■ Exercise objective: Each entry in the block below needs to be copied out exactly.

[Extracted entries — start]

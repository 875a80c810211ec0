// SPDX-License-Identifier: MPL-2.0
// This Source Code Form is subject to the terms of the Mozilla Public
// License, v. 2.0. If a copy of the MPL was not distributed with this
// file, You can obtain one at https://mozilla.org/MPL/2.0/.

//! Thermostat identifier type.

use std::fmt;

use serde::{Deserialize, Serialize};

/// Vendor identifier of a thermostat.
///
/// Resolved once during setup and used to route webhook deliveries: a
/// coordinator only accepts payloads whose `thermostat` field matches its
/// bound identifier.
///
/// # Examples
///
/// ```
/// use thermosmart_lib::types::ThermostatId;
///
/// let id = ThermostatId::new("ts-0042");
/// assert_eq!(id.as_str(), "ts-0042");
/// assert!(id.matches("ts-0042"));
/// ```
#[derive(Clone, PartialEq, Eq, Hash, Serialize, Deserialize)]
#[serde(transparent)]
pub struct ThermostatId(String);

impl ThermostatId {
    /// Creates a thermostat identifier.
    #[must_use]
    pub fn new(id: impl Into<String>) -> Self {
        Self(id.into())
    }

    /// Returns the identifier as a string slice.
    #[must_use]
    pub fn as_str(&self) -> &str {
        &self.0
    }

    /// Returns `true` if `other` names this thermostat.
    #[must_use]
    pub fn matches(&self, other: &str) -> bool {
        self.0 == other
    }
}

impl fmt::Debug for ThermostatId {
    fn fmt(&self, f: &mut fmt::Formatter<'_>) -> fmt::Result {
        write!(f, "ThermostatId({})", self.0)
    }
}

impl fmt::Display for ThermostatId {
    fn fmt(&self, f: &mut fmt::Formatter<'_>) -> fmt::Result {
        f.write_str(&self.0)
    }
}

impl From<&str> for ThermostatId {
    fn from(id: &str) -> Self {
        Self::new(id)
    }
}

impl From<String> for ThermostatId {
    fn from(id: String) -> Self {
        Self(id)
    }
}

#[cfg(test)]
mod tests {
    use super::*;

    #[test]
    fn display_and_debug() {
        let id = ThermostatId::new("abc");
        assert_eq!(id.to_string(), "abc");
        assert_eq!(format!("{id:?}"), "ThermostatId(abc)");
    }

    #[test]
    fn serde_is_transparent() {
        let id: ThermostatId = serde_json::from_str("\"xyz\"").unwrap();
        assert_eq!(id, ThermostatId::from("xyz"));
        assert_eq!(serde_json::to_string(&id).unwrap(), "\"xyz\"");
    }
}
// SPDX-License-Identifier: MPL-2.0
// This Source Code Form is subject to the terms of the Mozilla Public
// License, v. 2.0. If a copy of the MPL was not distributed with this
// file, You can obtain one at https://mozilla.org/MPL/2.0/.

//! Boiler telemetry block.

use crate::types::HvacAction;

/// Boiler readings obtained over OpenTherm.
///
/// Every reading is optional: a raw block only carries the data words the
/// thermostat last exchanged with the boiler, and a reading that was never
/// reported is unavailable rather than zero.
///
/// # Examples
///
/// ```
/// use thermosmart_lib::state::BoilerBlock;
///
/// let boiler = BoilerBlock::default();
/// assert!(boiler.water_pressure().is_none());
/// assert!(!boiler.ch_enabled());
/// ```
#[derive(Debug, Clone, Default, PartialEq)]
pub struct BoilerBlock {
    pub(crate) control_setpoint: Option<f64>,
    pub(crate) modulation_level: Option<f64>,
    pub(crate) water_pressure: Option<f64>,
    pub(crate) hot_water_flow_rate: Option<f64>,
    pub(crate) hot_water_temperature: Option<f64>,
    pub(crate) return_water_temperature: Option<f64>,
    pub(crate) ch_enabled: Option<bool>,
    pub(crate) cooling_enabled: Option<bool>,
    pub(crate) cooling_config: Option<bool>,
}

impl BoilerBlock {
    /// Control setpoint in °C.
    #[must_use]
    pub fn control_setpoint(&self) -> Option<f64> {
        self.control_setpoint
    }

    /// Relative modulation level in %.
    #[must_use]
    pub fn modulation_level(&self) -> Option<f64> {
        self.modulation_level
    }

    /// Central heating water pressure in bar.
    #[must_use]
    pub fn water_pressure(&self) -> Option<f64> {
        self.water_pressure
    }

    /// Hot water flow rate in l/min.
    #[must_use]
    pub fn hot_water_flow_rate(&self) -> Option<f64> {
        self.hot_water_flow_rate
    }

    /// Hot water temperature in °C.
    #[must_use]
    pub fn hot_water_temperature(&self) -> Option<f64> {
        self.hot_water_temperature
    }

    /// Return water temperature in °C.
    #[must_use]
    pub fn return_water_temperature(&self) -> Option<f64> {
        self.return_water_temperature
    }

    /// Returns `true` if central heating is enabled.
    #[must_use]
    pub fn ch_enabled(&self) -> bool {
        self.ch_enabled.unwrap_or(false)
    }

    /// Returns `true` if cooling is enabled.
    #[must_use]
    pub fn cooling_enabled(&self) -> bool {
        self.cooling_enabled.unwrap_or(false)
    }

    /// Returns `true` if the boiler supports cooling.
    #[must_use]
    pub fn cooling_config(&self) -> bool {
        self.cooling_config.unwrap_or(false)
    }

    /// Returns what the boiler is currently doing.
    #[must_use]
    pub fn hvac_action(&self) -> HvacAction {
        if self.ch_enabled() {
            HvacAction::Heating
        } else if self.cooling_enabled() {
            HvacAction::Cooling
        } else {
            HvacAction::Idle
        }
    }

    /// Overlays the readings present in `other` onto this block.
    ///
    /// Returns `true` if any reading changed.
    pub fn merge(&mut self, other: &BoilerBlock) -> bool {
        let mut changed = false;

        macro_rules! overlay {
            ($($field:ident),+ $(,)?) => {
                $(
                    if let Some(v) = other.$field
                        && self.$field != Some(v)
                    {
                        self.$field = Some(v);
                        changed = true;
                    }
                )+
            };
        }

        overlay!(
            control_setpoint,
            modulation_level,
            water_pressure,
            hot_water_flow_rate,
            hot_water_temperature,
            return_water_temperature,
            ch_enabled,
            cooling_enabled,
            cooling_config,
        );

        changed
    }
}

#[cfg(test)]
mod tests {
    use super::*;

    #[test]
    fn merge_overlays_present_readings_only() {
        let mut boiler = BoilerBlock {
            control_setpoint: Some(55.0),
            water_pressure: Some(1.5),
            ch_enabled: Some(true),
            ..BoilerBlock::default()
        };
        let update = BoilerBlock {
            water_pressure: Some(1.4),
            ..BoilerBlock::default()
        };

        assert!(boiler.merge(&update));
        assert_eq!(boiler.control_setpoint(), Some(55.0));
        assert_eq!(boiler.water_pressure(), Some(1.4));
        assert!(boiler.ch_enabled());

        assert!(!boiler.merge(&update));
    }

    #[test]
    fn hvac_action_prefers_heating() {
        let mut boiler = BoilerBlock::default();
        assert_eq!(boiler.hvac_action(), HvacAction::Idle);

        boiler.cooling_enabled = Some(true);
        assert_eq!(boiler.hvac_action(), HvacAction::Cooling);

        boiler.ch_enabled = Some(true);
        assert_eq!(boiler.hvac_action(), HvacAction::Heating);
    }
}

[Extracted entries — finish]

■ Output below:
repository 875a80c810211ec0
// SPDX-License-Identifier: MPL-2.0
// This Source Code Form is subject to the terms of the Mozilla Public
// License, v. 2.0. If a copy of the MPL was not distributed with this
// file, You can obtain one at https://mozilla.org/MPL/2.0/.

//! Thermostat identifier type.

use std::fmt;

use serde::{Deserialize, Serialize};

/// Vendor identifier of a thermostat.
///
/// Resolved once during setup and used to route webhook deliveries: a
/// coordinator only accepts payloads whose `thermostat` field matches its
/// bound identifier.
///
/// # Examples
///
/// ```
/// use thermosmart_lib::types::ThermostatId;
///
/// let id = ThermostatId::new("ts-0042");
/// assert_eq!(id.as_str(), "ts-0042");
/// assert!(id.matches("ts-0042"));
/// ```
#[derive(Clone, PartialEq, Eq, Hash, Serialize, Deserialize)]
#[serde(transparent)]
pub struct ThermostatId(String);

impl ThermostatId {
    /// Creates a thermostat identifier.
    #[must_use]
    pub fn new(id: impl Into<String>) -> Self {
        Self(id.into())
    }

    /// Returns the identifier as a string slice.
    #[must_use]
    pub fn as_str(&self) -> &str {
        &self.0
    }

    /// Returns `true` if `other` names this thermostat.
    #[must_use]
    pub fn matches(&self, other: &str) -> bool {
        self.0 == other
    }
}

impl fmt::Debug for ThermostatId {
    fn fmt(&self, f: &mut fmt::Formatter<'_>) -> fmt::Result {
        write!(f, "ThermostatId({})", self.0)
    }
}

impl fmt::Display for ThermostatId {
    fn fmt(&self, f: &mut fmt::Formatter<'_>) -> fmt::Result {
        f.write_str(&self.0)
    }
}

impl From<&str> for ThermostatId {
    fn from(id: &str) -> Self {
        Self::new(id)
    }
}

impl From<String> for ThermostatId {
    fn from(id: String) -> Self {
        Self(id)
    }
}

#[cfg(test)]
mod tests {
    use super::*;

    #[test]
    fn display_and_debug() {
        let id = ThermostatId::new("abc");
        assert_eq!(id.to_string(), "abc");
        assert_eq!(format!("{id:?}"), "ThermostatId(abc)");
    }

    #[test]
    fn serde_is_transparent() {
        let id: ThermostatId = serde_json::from_str("\"xyz\"").unwrap();
        assert_eq!(id, ThermostatId::from("xyz"));
        assert_eq!(serde_json::to_string(&id).unwrap(), "\"xyz\"");
    }
}
// SPDX-License-Identifier: MPL-2.0
// This Source Code Form is subject to the terms of the Mozilla Public
// License, v. 2.0. If a copy of the MPL was not distributed with this
// file, You can obtain one at https://mozilla.org/MPL/2.0/.

//! Boiler telemetry block.

use crate::types::HvacAction;

/// Boiler readings obtained over OpenTherm.
///
/// Every reading is optional: a raw block only carries the data words the
/// thermostat last exchanged with the boiler, and a reading that was never
/// reported is unavailable rather than zero.
///
/// # Examples
///
/// ```
/// use thermosmart_lib::state::BoilerBlock;
///
/// let boiler = BoilerBlock::default();
/// assert!(boiler.water_pressure().is_none());
/// assert!(!boiler.ch_enabled());
/// ```
#[derive(Debug, Clone, Default, PartialEq)]
pub struct BoilerBlock {
    pub(crate) control_setpoint: Option<f64>,
    pub(crate) modulation_level: Option<f64>,
    pub(crate) water_pressure: Option<f64>,
    pub(crate) hot_water_flow_rate: Option<f64>,
    pub(crate) hot_water_temperature: Option<f64>,
    pub(crate) return_water_temperature: Option<f64>,
    pub(crate) ch_enabled: Option<bool>,
    pub(crate) cooling_enabled: Option<bool>,
    pub(crate) cooling_config: Option<bool>,
}

impl BoilerBlock {
    /// Control setpoint in °C.
    #[must_use]
    pub fn control_setpoint(&self) -> Option<f64> {
        self.control_setpoint
    }

    /// Relative modulation level in %.
    #[must_use]
    pub fn modulation_level(&self) -> Option<f64> {
        self.modulation_level
    }

    /// Central heating water pressure in bar.
    #[must_use]
    pub fn water_pressure(&self) -> Option<f64> {
        self.water_pressure
    }

    /// Hot water flow rate in l/min.
    #[must_use]
    pub fn hot_water_flow_rate(&self) -> Option<f64> {
        self.hot_water_flow_rate
    }

    /// Hot water temperature in °C.
    #[must_use]
    pub fn hot_water_temperature(&self) -> Option<f64> {
        self.hot_water_temperature
    }

    /// Return water temperature in °C.
    #[must_use]
    pub fn return_water_temperature(&self) -> Option<f64> {
        self.return_water_temperature
    }

    /// Returns `true` if central heating is enabled.
    #[must_use]
    pub fn ch_enabled(&self) -> bool {
        self.ch_enabled.unwrap_or(false)
    }

    /// Returns `true` if cooling is enabled.
    #[must_use]
    pub fn cooling_enabled(&self) -> bool {
        self.cooling_enabled.unwrap_or(false)
    }

    /// Returns `true` if the boiler supports cooling.
    #[must_use]
    pub fn cooling_config(&self) -> bool {
        self.cooling_config.unwrap_or(false)
    }

    /// Returns what the boiler is currently doing.
    #[must_use]
    pub fn hvac_action(&self) -> HvacAction {
        if self.ch_enabled() {
            HvacAction::Heating
        } else if self.cooling_enabled() {
            HvacAction::Cooling
        } else {
            HvacAction::Idle
        }
    }

    /// Overlays the readings present in `other` onto this block.
    ///
    /// Returns `true` if any reading changed.
    pub fn merge(&mut self, other: &BoilerBlock) -> bool {
        let mut changed = false;

        macro_rules! overlay {
            ($($field:ident),+ $(,)?) => {
                $(
                    if let Some(v) = other.$field
                        && self.$field != Some(v)
                    {
                        self.$field = Some(v);
                        changed = true;
                    }
                )+
            };
        }

        overlay!(
            control_setpoint,
            modulation_level,
            water_pressure,
            hot_water_flow_rate,
            hot_water_temperature,
            return_water_temperature,
            ch_enabled,
            cooling_enabled,
            cooling_config,
        );

        changed
    }
}

#[cfg(test)]
mod tests {
    use super::*;

    #[test]
    fn merge_overlays_present_readings_only() {
        let mut boiler = BoilerBlock {
            control_setpoint: Some(55.0),
            water_pressure: Some(1.5),
            ch_enabled: Some(true),
            ..BoilerBlock::default()
        };
        let update = BoilerBlock {
            water_pressure: Some(1.4),
            ..BoilerBlock::default()
        };

        assert!(boiler.merge(&update));
        assert_eq!(boiler.control_setpoint(), Some(55.0));
        assert_eq!(boiler.water_pressure(), Some(1.4));
        assert!(boiler.ch_enabled());

        assert!(!boiler.merge(&update));
    }

    #[test]
    fn hvac_action_prefers_heating() {
        let mut boiler = BoilerBlock::default();
        assert_eq!(boiler.hvac_action(), HvacAction::Idle);

        boiler.cooling_enabled = Some(true);
        assert_eq!(boiler.hvac_action(), HvacAction::Cooling);

        boiler.ch_enabled = Some(true);
        assert_eq!(boiler.hvac_action(), HvacAction::Heating);
    }
}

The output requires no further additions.